My friends, if you choose to watch ‘Turbulent Skies’, you are in for a treat. Not the juicy, tasty kind of treat that mom used to promise us for cleaning our rooms, but the kind of treat that only comes from watching a completely ridiculous, poorly crafted action flicks. I did like the little marketing blurb announcing this as a ‘Starship Troopers’ reunion, despite the absence of Neil Patrick Harris, Denise Richards and most importantly… Dina Meyer. Come on man.

Anyway, while ‘Turbulent Skies’ is fairly terrible as a movie, there are still nuggets of joy to be had in this movie. Our top programmer has to make a mid air transfer to get on the plane to disable the A.I., and Captain Taggert is there with him, the best in the world at this, in making this happen. Captain Taggert sucks at this. The plane attaches to the 747 and the pilot announces that there are only two minutes to make the transfer. NOW Captain Taggert has instructions to give Tom, which uses up one of the two minutes, instructions he could’ve given Tom at any time during the half hour flight to the 747. In fact, the only thing that Captain Taggert really did was give Tom a bottle compressed air to breathe. I could’ve done that. More importantly, one would’ve thought that a pilot might’ve been included during this air-to-air transfer considering there’s nobody around to fly the damn plane. And it’s a darn good thing we have the master programmer on board to disable this A.I. because nobody else could’ve jammed it with a screwdriver except the master programmer. And could Casper Van Dien look like he was any less attracted to Nicole Eggert? He was more in tune with Brad Dourif than the woman who was playing his wife.

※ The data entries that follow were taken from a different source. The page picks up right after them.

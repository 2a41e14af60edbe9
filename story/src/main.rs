//! Story runner.
//!
//! Loads a story configuration, plays a full session against Gemini with the
//! chosen strategy, saves the final state and prints the transcript and run
//! metrics. Configured through environment variables (a `.env` file is
//! honored):
//!
//! ```bash
//! GEMINI_API_KEY=... STORY_STRATEGY=B STORY_TURNS=6 cargo run -p story
//! ```

mod settings;

use anyhow::{Context, Result};
use settings::Settings;
use std::sync::Arc;
use std::time::Instant;
use story_core::{
    GeminiGenerator, RetryingGenerator, SavedStory, SessionConfig, StoryConfig, StoryMetrics,
    StorySession,
};
use tracing::info;
use tracing_subscriber::{layer::SubscriberExt, util::SubscriberInitExt};

/// Used when the configuration has no scripted inputs.
const FALLBACK_INPUT: &str = "Continue the story.";

#[tokio::main]
async fn main() -> Result<()> {
    dotenvy::dotenv().ok();

    tracing_subscriber::registry()
        .with(
            tracing_subscriber::EnvFilter::try_from_default_env()
                .unwrap_or_else(|_| "story=info,story_core=info".into()),
        )
        .with(tracing_subscriber::fmt::layer())
        .init();

    let settings = Settings::from_env()?;
    let config = StoryConfig::load(&settings.config_path)
        .await
        .with_context(|| format!("loading {}", settings.config_path.display()))?;

    let mut client = gemini::Gemini::from_env().context("GEMINI_API_KEY must be set")?;
    if let Some(model) = &settings.model {
        client = client.with_model(model);
    }
    let gemini = GeminiGenerator::new(client).with_min_interval(settings.min_interval);
    let generator = Arc::new(RetryingGenerator::new(Arc::new(gemini)));

    let session_config =
        SessionConfig::new(settings.strategy, settings.turns).with_plot(config.plot.clone());
    let mut session = StorySession::new(generator, session_config, config.initial_state());

    let inputs = if config.turn_inputs.is_empty() {
        vec![FALLBACK_INPUT.to_string()]
    } else {
        config.turn_inputs.clone()
    };

    info!(
        world = %config.world.name,
        strategy = %settings.strategy,
        turns = settings.turns,
        "Starting story"
    );
    let started = Instant::now();
    session.run(&inputs).await?;
    let elapsed = started.elapsed();

    let state = session.into_state();
    let metrics = StoryMetrics::from_state(&state, settings.strategy, settings.turns, elapsed);

    SavedStory::new(settings.strategy, state.clone())
        .save_json(&settings.state_path)
        .await
        .with_context(|| format!("saving {}", settings.state_path.display()))?;
    info!(path = %settings.state_path.display(), "State saved");

    println!("{}", state.story_text());
    println!("{}", serde_json::to_string_pretty(&metrics)?);
    Ok(())
}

If this plane crashed into Cleveland, over a half million lives are at stake. How a crashing 747 could take out a whole city is beyond me, but this is where the screenwriters should’ve put some nukes on the plane. Yes, that makes no damn sense, but is sense making really important at this point? Which is why I would’ve put a ninja-terrorist on the plane too. That would’ve been sweet.

All I’m saying is if one is making a low budget disaster movie with Casper Van Dien in it, then you might as well go for broke. It’s already stupid and ridiculous from page one, might as well push the stupidity as far as it can conceivably go, as opposed to making it a standard Airline Disaster movie. Nobody wants to see that, not really. We do appreciate Mr. Olen-Ray and his attention to detail in placing as many hot women as conceivably possible in his films, all with plunging necklines, but what ‘Turbulent Skies’ really needed was less family melodrama, maybe a tad less Patrick Muldoon, and more ninjas.